== ACTION ITEM ==
Find how many lines of the records hold the string "original" and reply with only that total.

....................

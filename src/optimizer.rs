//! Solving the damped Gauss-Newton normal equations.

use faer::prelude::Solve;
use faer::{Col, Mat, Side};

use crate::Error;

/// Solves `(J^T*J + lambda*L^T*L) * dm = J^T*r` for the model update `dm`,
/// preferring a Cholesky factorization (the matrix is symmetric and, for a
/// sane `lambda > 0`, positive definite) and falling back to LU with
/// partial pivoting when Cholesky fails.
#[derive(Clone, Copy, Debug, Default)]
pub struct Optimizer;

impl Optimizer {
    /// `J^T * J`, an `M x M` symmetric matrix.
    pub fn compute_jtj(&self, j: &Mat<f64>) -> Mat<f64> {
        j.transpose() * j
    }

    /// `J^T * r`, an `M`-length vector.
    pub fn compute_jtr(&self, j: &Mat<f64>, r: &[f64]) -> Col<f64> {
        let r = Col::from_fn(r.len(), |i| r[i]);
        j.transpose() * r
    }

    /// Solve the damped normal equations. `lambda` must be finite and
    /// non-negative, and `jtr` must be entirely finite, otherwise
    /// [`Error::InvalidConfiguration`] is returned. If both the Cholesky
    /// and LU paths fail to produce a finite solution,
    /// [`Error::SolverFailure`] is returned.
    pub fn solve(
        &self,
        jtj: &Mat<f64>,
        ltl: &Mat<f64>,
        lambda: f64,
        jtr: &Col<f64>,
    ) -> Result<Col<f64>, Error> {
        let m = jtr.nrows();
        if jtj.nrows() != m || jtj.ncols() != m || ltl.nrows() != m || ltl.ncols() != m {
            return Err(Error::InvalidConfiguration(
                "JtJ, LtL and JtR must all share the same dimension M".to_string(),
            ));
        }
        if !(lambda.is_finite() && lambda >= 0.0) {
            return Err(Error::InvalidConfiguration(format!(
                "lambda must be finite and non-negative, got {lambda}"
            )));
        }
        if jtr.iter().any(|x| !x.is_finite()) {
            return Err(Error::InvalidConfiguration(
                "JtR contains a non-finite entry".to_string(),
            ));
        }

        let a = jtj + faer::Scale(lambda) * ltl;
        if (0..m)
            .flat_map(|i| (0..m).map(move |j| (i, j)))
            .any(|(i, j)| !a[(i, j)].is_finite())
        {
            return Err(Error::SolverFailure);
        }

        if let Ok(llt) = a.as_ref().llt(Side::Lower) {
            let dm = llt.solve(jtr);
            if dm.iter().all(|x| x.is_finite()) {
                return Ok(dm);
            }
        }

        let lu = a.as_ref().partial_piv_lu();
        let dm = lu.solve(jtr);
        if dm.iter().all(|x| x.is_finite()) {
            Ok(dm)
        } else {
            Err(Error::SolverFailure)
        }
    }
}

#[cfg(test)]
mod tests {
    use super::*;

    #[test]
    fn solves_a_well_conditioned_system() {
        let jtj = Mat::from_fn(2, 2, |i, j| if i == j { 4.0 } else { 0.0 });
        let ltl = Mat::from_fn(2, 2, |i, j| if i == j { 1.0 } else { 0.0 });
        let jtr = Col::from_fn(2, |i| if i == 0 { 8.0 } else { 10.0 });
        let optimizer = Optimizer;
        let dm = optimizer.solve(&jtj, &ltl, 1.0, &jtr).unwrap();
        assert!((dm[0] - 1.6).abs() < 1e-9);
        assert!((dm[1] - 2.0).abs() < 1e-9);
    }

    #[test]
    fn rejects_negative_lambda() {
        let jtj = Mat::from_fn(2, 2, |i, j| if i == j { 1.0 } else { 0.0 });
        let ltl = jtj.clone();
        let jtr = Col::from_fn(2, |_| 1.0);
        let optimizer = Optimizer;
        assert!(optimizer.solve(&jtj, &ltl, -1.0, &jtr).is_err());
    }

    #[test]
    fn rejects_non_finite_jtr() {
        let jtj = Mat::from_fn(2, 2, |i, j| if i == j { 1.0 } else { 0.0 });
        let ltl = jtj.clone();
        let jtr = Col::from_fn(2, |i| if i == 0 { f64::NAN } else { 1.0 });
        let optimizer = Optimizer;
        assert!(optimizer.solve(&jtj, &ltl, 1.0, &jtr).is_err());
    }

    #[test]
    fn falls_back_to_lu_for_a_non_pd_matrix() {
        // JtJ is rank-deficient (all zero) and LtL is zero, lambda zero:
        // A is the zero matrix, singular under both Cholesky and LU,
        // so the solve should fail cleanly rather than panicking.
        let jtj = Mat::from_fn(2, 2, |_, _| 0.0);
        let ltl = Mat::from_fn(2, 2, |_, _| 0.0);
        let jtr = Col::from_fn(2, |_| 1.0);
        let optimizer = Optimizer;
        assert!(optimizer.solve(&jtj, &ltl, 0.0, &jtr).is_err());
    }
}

....................

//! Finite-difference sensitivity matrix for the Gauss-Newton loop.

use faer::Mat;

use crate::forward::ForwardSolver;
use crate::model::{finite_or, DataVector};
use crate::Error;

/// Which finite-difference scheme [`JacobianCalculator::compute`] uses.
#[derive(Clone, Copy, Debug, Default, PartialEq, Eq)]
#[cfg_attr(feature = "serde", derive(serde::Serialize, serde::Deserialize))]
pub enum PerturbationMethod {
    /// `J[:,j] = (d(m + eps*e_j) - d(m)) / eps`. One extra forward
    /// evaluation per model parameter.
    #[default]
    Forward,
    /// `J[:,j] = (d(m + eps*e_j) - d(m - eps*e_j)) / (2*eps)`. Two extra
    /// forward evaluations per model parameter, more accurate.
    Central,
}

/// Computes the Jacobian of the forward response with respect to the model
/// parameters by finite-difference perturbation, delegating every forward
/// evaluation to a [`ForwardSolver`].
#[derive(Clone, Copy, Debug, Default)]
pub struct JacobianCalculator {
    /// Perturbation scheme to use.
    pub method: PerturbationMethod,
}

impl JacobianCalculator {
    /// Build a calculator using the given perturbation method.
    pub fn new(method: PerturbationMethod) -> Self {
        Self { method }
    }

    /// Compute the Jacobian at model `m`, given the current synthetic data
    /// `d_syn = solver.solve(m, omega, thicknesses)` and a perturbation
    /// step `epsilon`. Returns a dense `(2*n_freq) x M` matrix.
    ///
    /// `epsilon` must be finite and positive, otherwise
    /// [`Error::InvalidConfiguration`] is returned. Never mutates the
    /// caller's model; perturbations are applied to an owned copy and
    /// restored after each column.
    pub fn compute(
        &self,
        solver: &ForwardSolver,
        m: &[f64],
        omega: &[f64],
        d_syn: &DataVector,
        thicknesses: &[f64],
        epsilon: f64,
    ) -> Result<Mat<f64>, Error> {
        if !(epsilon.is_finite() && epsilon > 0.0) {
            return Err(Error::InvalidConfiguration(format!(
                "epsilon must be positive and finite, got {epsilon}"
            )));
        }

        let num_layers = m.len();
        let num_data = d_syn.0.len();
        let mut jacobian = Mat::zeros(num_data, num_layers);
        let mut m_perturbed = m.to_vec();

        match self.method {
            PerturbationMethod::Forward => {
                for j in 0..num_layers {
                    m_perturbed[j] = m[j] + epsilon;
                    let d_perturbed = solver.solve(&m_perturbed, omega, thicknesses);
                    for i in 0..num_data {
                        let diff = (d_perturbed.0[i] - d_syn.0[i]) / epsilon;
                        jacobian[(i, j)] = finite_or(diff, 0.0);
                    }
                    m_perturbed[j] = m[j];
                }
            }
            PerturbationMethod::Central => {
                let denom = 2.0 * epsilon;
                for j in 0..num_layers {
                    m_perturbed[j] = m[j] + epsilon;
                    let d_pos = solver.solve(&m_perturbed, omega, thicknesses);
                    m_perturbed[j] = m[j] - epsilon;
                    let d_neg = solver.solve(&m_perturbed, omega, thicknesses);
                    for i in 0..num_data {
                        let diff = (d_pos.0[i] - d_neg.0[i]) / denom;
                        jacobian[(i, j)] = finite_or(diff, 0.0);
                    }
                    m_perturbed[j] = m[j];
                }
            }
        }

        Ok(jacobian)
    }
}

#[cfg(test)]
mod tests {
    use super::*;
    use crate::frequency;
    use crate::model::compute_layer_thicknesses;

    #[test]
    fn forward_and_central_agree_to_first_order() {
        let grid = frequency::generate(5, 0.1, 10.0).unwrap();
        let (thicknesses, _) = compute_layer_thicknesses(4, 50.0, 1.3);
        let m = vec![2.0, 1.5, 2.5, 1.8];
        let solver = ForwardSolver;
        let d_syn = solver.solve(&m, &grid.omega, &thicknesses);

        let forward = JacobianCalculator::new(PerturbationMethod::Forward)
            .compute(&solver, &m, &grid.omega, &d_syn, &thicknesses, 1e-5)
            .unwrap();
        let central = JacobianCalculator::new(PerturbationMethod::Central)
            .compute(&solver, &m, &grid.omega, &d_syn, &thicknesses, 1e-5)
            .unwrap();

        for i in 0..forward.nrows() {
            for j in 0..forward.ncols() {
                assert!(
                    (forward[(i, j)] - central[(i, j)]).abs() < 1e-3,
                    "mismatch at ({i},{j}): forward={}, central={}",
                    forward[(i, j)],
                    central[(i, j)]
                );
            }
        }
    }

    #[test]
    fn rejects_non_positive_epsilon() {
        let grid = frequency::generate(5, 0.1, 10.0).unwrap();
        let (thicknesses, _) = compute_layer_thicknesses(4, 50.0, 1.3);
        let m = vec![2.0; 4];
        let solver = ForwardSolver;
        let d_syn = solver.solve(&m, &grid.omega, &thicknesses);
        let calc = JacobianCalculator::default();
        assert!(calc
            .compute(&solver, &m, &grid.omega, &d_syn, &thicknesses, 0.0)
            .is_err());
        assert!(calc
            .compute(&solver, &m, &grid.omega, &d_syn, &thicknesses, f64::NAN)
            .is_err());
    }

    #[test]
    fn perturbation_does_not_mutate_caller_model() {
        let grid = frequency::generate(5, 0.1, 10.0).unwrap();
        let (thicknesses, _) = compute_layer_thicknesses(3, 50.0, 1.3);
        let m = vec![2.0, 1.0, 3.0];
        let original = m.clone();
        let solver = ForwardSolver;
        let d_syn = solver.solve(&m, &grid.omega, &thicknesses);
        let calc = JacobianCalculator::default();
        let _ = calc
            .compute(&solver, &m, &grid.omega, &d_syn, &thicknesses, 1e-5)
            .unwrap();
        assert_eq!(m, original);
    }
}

....................

== RESULT OF THE EXERCISE ==
2